How to process suffering on a massive scale? Hint: you can’t.

Katie Fustich
4 min readOct 6, 2017
Social media can be a powerful tool — but it can also be a needlessly exhausting hellscape.

It’s a Friday.

This week alone, the United States experienced its deadliest mass shooting, Puerto Rico continued to grapple with apocalypse-level destruction followed by gross neglect from the U.S. government, House and Senate Republicans are conspiring to push a bill that would illegalize all abortions after 20 weeks, the Affordable Care Act is growing dangerously close to repeal, each day one must rise and reckon with the fact that the country is governed by a sentient leather glove, police officers regularly slaughter unarmed black men in the street, ICE is conducting proto-fascist roundups of immigrants, and Flint, Michigan still doesn’t have clean water.

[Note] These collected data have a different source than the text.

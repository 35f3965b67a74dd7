//! Flow distribution across parallel branches.
//!
//! For n branches carrying a total flow Q, the unknowns are the first n-1
//! branch flows and the last branch takes the remainder:
//!
//! ```text
//! q_n = Q - Σ q_i           (i < n)
//! r_i = h_i(q_i) - h_n(q_n) (i < n)
//! ```
//!
//! A remainder below the negative-flow guard makes every residual a penalty.
//!
//! Newton starts from the even split. When it does not converge the split is
//! bracketed instead: every branch loss is non-decreasing in its flow, so the
//! common head is found by bisection on `Σ q_i(h) = Q`. The friction factor
//! jumps at the laminar/turbulent transition, so for some totals no flow
//! gives a branch exactly the common head; the bracketed split then parks
//! that branch at its transition flow.

use crate::error::{SolverError, SolverResult};
use crate::newton::{NewtonConfig, newton_solve};
use nalgebra::DVector;
use pn_components::{Branch, HeadLoss, LossContext};
use pn_core::{PENALTY, is_penalty};

/// Halvings of the common-head bracket.
const HEAD_BISECTIONS: usize = 100;
/// Halvings of a branch flow bracket at a fixed head.
const FLOW_BISECTIONS: usize = 64;

#[derive(Debug, Clone, Copy)]
pub struct ParallelConfig {
    pub newton: NewtonConfig,
    /// Smallest remainder flow [m³/h] accepted for the last branch
    pub negative_flow_guard: f64,
}

impl Default for ParallelConfig {
    fn default() -> Self {
        Self {
            newton: NewtonConfig::default(),
            negative_flow_guard: -0.01,
        }
    }
}

/// Converged split of the total flow.
#[derive(Debug, Clone, PartialEq)]
pub struct ParallelSolution {
    /// Head loss common to all branches [m]
    pub head_loss_m: f64,
    /// `(branch name, flow [m³/h])` in branch order
    pub flows: Vec<(String, f64)>,
}

impl ParallelSolution {
    /// Zero-branch split: no loss, no flows.
    pub fn empty() -> Self {
        Self {
            head_loss_m: 0.0,
            flows: Vec::new(),
        }
    }

    pub fn flow_of(&self, name: &str) -> Option<f64> {
        self.flows.iter().find(|(n, _)| n == name).map(|(_, q)| *q)
    }

    pub fn total_flow(&self) -> f64 {
        self.flows.iter().map(|(_, q)| q).sum()
    }
}

/// Split `total_flow_m3h` across `branches` so every branch loses the same head.
///
/// Fewer than two branches is not a split: the result is empty with zero loss.
/// Returns `InfeasibleParallelSplit` if neither Newton nor the bracketed
/// split finds a distribution.
pub fn solve_parallel(
    branches: &[Branch],
    total_flow_m3h: f64,
    ctx: LossContext<'_>,
    config: &ParallelConfig,
) -> SolverResult<ParallelSolution> {
    let n = branches.len();
    if n < 2 {
        return Ok(ParallelSolution::empty());
    }

    let last = &branches[n - 1];
    let guard = config.negative_flow_guard;

    let residual = |x: &DVector<f64>| -> SolverResult<DVector<f64>> {
        let remainder = total_flow_m3h - x.sum();
        if remainder < guard {
            return Ok(DVector::from_element(n - 1, PENALTY));
        }
        let h_last = last.segments.as_slice().head_loss(ctx, remainder)?;
        let mut r = DVector::zeros(n - 1);
        for (i, branch) in branches[..n - 1].iter().enumerate() {
            r[i] = branch.segments.as_slice().head_loss(ctx, x[i])? - h_last;
        }
        Ok(r)
    };

    let x0 = DVector::from_element(n - 1, total_flow_m3h / n as f64);
    let result = newton_solve(x0, &residual, &config.newton)?;

    if result.converged {
        let flows = named_flows(branches, &result.x, total_flow_m3h);
        let head_loss_m = branches[0].segments.as_slice().head_loss(ctx, flows[0].1)?;
        tracing::debug!(
            total_flow_m3h,
            head_loss_m,
            iterations = result.iterations,
            "parallel split solved"
        );
        return Ok(ParallelSolution { head_loss_m, flows });
    }

    tracing::debug!(
        total_flow_m3h,
        residual_norm = result.residual_norm,
        "newton split failed, bracketing common head"
    );
    match bracketed_split(branches, total_flow_m3h, ctx, guard)? {
        Some(solution) => Ok(solution),
        None => {
            tracing::warn!(
                total_flow_m3h,
                branches = n,
                residual_norm = result.residual_norm,
                "parallel split did not converge"
            );
            Err(SolverError::InfeasibleParallelSplit { total_flow_m3h })
        }
    }
}

fn named_flows(
    branches: &[Branch],
    x: &DVector<f64>,
    total_flow_m3h: f64,
) -> Vec<(String, f64)> {
    let n = branches.len();
    let mut flows: Vec<(String, f64)> = branches[..n - 1]
        .iter()
        .zip(x.iter())
        .map(|(b, q)| (b.name.clone(), *q))
        .collect();
    flows.push((branches[n - 1].name.clone(), total_flow_m3h - x.sum()));
    flows
}

/// Split found by bisection on the common head.
///
/// `None` when the branch flows cannot be made to add up to the total, when
/// a branch only ever loses a penalty head, or when the remainder falls
/// below `guard`.
fn bracketed_split(
    branches: &[Branch],
    total_flow_m3h: f64,
    ctx: LossContext<'_>,
    guard: f64,
) -> SolverResult<Option<ParallelSolution>> {
    if !(total_flow_m3h.is_finite() && total_flow_m3h > 0.0) {
        return Ok(None);
    }

    // Every branch alone can carry the total at the largest of these heads
    let mut h_lo = 0.0_f64;
    let mut h_hi = 0.0_f64;
    for branch in branches {
        h_hi = h_hi.max(branch.segments.as_slice().head_loss(ctx, total_flow_m3h)?);
    }

    for _ in 0..HEAD_BISECTIONS {
        let h_mid = 0.5 * (h_lo + h_hi);
        if carried_flow(branches, h_mid, total_flow_m3h, ctx)? < total_flow_m3h {
            h_lo = h_mid;
        } else {
            h_hi = h_mid;
        }
    }

    let excess = carried_flow(branches, h_hi, total_flow_m3h, ctx)? - total_flow_m3h;
    if is_penalty(h_hi) || excess > 1e-9 * total_flow_m3h.max(1.0) {
        return Ok(None);
    }

    let n = branches.len();
    let mut x = DVector::zeros(n - 1);
    for (i, branch) in branches[..n - 1].iter().enumerate() {
        x[i] = flow_at_head(branch, h_hi, total_flow_m3h, ctx)?;
    }
    if total_flow_m3h - x.sum() < guard {
        return Ok(None);
    }

    // A branch that loses a penalty head even at its bracketed flow is blocked
    let flows = named_flows(branches, &x, total_flow_m3h);
    for (branch, (_, q)) in branches.iter().zip(&flows) {
        if is_penalty(branch.segments.as_slice().head_loss(ctx, *q)?) {
            return Ok(None);
        }
    }

    tracing::debug!(total_flow_m3h, head_loss_m = h_hi, "parallel split bracketed");
    Ok(Some(ParallelSolution {
        head_loss_m: h_hi,
        flows,
    }))
}

fn carried_flow(
    branches: &[Branch],
    head_m: f64,
    q_max: f64,
    ctx: LossContext<'_>,
) -> SolverResult<f64> {
    branches
        .iter()
        .try_fold(0.0, |acc, b| Ok(acc + flow_at_head(b, head_m, q_max, ctx)?))
}

/// Largest flow in `[0, q_max]` at which `branch` loses no more than `head_m`.
fn flow_at_head(
    branch: &Branch,
    head_m: f64,
    q_max: f64,
    ctx: LossContext<'_>,
) -> SolverResult<f64> {
    let loss = |q: f64| branch.segments.as_slice().head_loss(ctx, q);
    if loss(q_max)? <= head_m {
        return Ok(q_max);
    }
    let (mut lo, mut hi) = (0.0, q_max);
    for _ in 0..FLOW_BISECTIONS {
        let mid = 0.5 * (lo + hi);
        if loss(mid)? <= head_m {
            lo = mid;
        } else {
            hi = mid;
        }
    }
    Ok(lo)
}


#[cfg(test)]
mod proptests {
    use super::*;
    use pn_components::PipeSegment;
    use pn_core::units::{m, mm};
    use pn_fluids::{FluidProperties, Library};
    use proptest::prelude::*;

    fn water() -> FluidProperties {
        FluidProperties::new(998.2, 1.004e-6)
    }

    fn branches(geometry: &[(f64, f64)]) -> Vec<Branch> {
        geometry
            .iter()
            .enumerate()
            .map(|(i, &(length, diameter_mm))| {
                Branch::new(
                    format!("Branch {}", i + 1),
                    vec![PipeSegment::new(
                        m(length),
                        mm(diameter_mm),
                        "Carbon Steel (new)",
                    )],
                )
            })
            .collect()
    }

    fn loss(branch: &Branch, ctx: LossContext<'_>, q: f64) -> f64 {
        branch.segments.as_slice().head_loss(ctx, q).unwrap()
    }

    proptest! {
        #![proptest_config(ProptestConfig::with_cases(64))]

        // Any accepted split conserves flow and every branch sits at the
        // common head, or straddles it where its friction factor jumps.
        #[test]
        fn accepted_split_balances_every_branch(
            geometry in prop::collection::vec((1.0..500.0_f64, 15.0..200.0_f64), 2..=4),
            total in 0.1..300.0_f64,
        ) {
            let library = Library::builtin();
            let ctx = LossContext::new(water(), &library);
            let branches = branches(&geometry);

            if let Ok(sol) = solve_parallel(&branches, total, ctx, &ParallelConfig::default()) {
                prop_assert_eq!(sol.flows.len(), branches.len());
                prop_assert!((sol.total_flow() - total).abs() < 1e-9 * total.max(1.0));

                let remainder = sol.flows[branches.len() - 1].1;
                prop_assert!(remainder >= -0.01);

                let h = sol.head_loss_m;
                let dq = 1e-6 * total;
                for (branch, (_, q)) in branches.iter().zip(&sol.flows) {
                    prop_assert!(loss(branch, ctx, q - dq) <= h + 1e-6);
                    prop_assert!(loss(branch, ctx, q + dq) >= h - 1e-6);
                }
            }
        }

        // Fully turbulent branches always have an exact positive split.
        #[test]
        fn turbulent_split_always_converges(
            geometry in prop::collection::vec((20.0..100.0_f64, 60.0..120.0_f64), 2..=4),
            total in 100.0..400.0_f64,
        ) {
            let library = Library::builtin();
            let ctx = LossContext::new(water(), &library);
            let branches = branches(&geometry);

            let sol = solve_parallel(&branches, total, ctx, &ParallelConfig::default()).unwrap();
            prop_assert!((sol.total_flow() - total).abs() < 1e-9 * total);
            for (branch, (_, q)) in branches.iter().zip(&sol.flows) {
                prop_assert!(*q > 0.0);
                prop_assert!((loss(branch, ctx, *q) - sol.head_loss_m).abs() < 1e-6);
            }
        }
    }
}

Seemingly each day, one is pelted with sickening news from elsewhere in the world. One can’t help but experience the chilling realization that these sorts of large-scale disasters are becoming more deadly and more frequent. There’s a not-unwarranted sensation that as soon as one is able to come to grips with a situation, a new, fresh hell arises.

Very few seem willing to acknowledge how positively surreal it is to be alive today. As the aforementioned tragedies swirl all around us, we are experiencing them with a level of unprecedented intensity and immediacy.